• _Stored data entries_
↓↓↓

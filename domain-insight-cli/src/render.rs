//! Terminal rendering of a finished report.

use colored::Colorize;
use domain_insight_toolbox::{DnsRecordSet, DomainReport, WhoisRecord};

fn heading(title: &str) -> String {
    title.bold().underline().to_string()
}

/// `WHOIS Information` section: one aligned `key  value` row per field.
pub fn whois_table(record: &WhoisRecord) -> String {
    let mut out = heading("WHOIS Information");
    out.push('\n');

    if record.is_empty() {
        out.push_str("  (no fields found)\n");
        return out;
    }

    let width = record.iter().map(|(key, _)| key.chars().count()).max().unwrap_or(0);
    for (key, value) in record.iter() {
        let label = format!("{key:<width$}");
        out.push_str(&format!("  {}  {value}\n", label.cyan()));
    }
    out
}

/// `DNS Information` section: every record type, values one per line.
pub fn dns_listing(dns: &DnsRecordSet) -> String {
    let mut out = heading("DNS Information");
    out.push('\n');

    for (record_type, values) in dns.iter() {
        let label = format!("{:<5}", record_type.as_str());
        match values.split_first() {
            None => out.push_str(&format!("  {}  {}\n", label.cyan(), "-".dimmed())),
            Some((first, rest)) => {
                out.push_str(&format!("  {}  {first}\n", label.cyan()));
                for value in rest {
                    out.push_str(&format!("  {:<5}  {value}\n", ""));
                }
            }
        }
    }
    out
}

/// `Summary and Explanation` section rendered as a `> ` quoted block.
pub fn summary_block(summary: &str) -> String {
    let mut out = heading("Summary and Explanation");
    out.push('\n');
    for line in summary.lines() {
        if line.is_empty() {
            out.push_str(">\n");
        } else {
            out.push_str(&format!("> {line}\n"));
        }
    }
    out
}

/// All three sections, blank-line separated.
pub fn report_text(report: &DomainReport) -> String {
    [
        whois_table(&report.whois),
        dns_listing(&report.dns),
        summary_block(&report.summary),
    ]
    .join("\n")
}

pub fn report_json(report: &DomainReport) -> serde_json::Result<String> {
    serde_json::to_string_pretty(report)
}
//! Job and chunk data model.
//!
//! A [`Job`] is one library's generation request. Its payload is split into
//! ordered [`Chunk`]s by the [`Chunker`](crate::chunker::Chunker); each chunk
//! becomes one generation call and the outputs are joined back in index order.

use std::fmt;

use serde::{Deserialize, Serialize};

use crate::chunker::Chunker;

/// Unique job identifier: `category/subcategory/library`.
///
/// ## Example
///
/// ```rust
/// use rulegen_core::JobId;
///
/// let id = JobId::from_parts("frontend_frameworks", "react", "react");
/// assert_eq!(id.as_str(), "frontend_frameworks/react/react");
/// assert_eq!(id.library(), "react");
/// ```
#[derive(Debug, Clone, PartialEq, Eq, Hash, PartialOrd, Ord, Serialize, Deserialize)]
#[serde(transparent)]
pub struct JobId(String);

impl JobId {
    /// Wrap an already-formed identifier.
    #[must_use]
    pub fn new(id: impl Into<String>) -> Self {
        Self(id.into())
    }

    /// Build the identifier for a catalog entry.
    #[must_use]
    pub fn from_parts(category: &str, subcategory: &str, library: &str) -> Self {
        Self(format!("{category}/{subcategory}/{library}"))
    }

    /// Get the string representation.
    #[must_use]
    pub fn as_str(&self) -> &str {
        &self.0
    }

    /// Path segments of the identifier.
    pub fn segments(&self) -> impl Iterator<Item = &str> {
        self.0.split('/')
    }

    /// Last segment (the library name for catalog jobs).
    #[must_use]
    pub fn library(&self) -> &str {
        self.0.rsplit('/').next().unwrap_or(&self.0)
    }
}

impl fmt::Display for JobId {
    fn fmt(&self, f: &mut fmt::Formatter<'_>) -> fmt::Result {
        f.write_str(&self.0)
    }
}

impl From<&str> for JobId {
    fn from(value: &str) -> Self {
        Self::new(value)
    }
}

/// Lifecycle state of a job.
///
/// `Pending -> InProgress -> {Succeeded, Failed}`. Terminal states are final.
#[derive(Debug, Clone, PartialEq, Eq, Serialize, Deserialize)]
#[serde(tag = "status", content = "reason", rename_all = "snake_case")]
pub enum JobStatus {
    /// Waiting in the queue.
    Pending,
    /// Owned by a worker.
    InProgress,
    /// All chunks generated and joined in order.
    Succeeded,
    /// Fatal error, exhausted retries or chunk assembly failure.
    Failed(String),
}

impl JobStatus {
    /// Returns true if no transition can leave this state.
    #[must_use]
    pub const fn is_terminal(&self) -> bool {
        matches!(self, Self::Succeeded | Self::Failed(_))
    }

    /// Whether `self -> next` is a legal transition.
    #[must_use]
    pub const fn can_transition_to(&self, next: &Self) -> bool {
        matches!(
            (self, next),
            (Self::Pending, Self::InProgress)
                | (Self::InProgress, Self::Succeeded | Self::Failed(_) | Self::Pending)
        )
    }
}

impl fmt::Display for JobStatus {
    fn fmt(&self, f: &mut fmt::Formatter<'_>) -> fmt::Result {
        match self {
            Self::Pending => f.write_str("pending"),
            Self::InProgress => f.write_str("in_progress"),
            Self::Succeeded => f.write_str("succeeded"),
            Self::Failed(reason) => write!(f, "failed: {reason}"),
        }
    }
}

/// Ordered fragment of a job's payload.
#[derive(Debug, Clone, PartialEq, Eq)]
pub struct Chunk {
    /// Position in the parent job, starting at 0.
    pub index: usize,
    /// Fragment text.
    pub text: String,
}

/// One unit of work: a single library's generation request.
#[derive(Debug, Clone)]
pub struct Job {
    /// Unique key.
    pub id: JobId,
    /// Shared instructions prepended to every chunk prompt.
    pub preamble: String,
    /// Splittable prompt material.
    pub payload: String,
    /// Current state.
    pub status: JobStatus,
    /// Generation attempts made so far, across all chunks.
    pub attempts: u32,
    /// Chunks produced by the last split; empty until the job is picked up.
    pub chunks: Vec<Chunk>,
}

impl Job {
    /// Create a pending job.
    #[must_use]
    pub fn new(id: JobId, preamble: impl Into<String>, payload: impl Into<String>) -> Self {
        Self {
            id,
            preamble: preamble.into(),
            payload: payload.into(),
            status: JobStatus::Pending,
            attempts: 0,
            chunks: Vec::new(),
        }
    }

    /// Move to `next`, returning false (and leaving the state untouched) if the
    /// transition is not legal.
    pub fn transition(&mut self, next: JobStatus) -> bool {
        if self.status.can_transition_to(&next) {
            self.status = next;
            true
        } else {
            false
        }
    }

    /// Split the payload into chunks with `chunker`, replacing any previous split.
    pub fn split(&mut self, chunker: &Chunker) -> &[Chunk] {
        self.chunks = chunker.split(&self.payload);
        &self.chunks
    }

    /// Render the prompt for one chunk.
    ///
    /// A part marker is inserted only when the job has more than one chunk.
    #[must_use]
    pub fn prompt_for(&self, chunk: &Chunk, total: usize) -> String {
        let mut prompt = String::with_capacity(self.preamble.len() + chunk.text.len() + 64);
        prompt.push_str(&self.preamble);
        if !prompt.is_empty() && !prompt.ends_with('\n') {
            prompt.push('\n');
        }
        if total > 1 {
            prompt.push_str(&format!(
                "\nThis is part {} of {} of the source material. Cover only what this part adds.\n",
                chunk.index + 1,
                total
            ));
        }
        prompt.push('\n');
        prompt.push_str(&chunk.text);
        prompt
    }
}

↑↑↑

• _Task description_
Which lines in the records above contain the word "Deserialize"? Return each of them.

• _Response area_
use serde::{Deserialize, Serialize};
#[derive(Debug, Clone, PartialEq, Eq, Hash, PartialOrd, Ord, Serialize, Deserialize)]
#[derive(Debug, Clone, PartialEq, Eq, Serialize, Deserialize)]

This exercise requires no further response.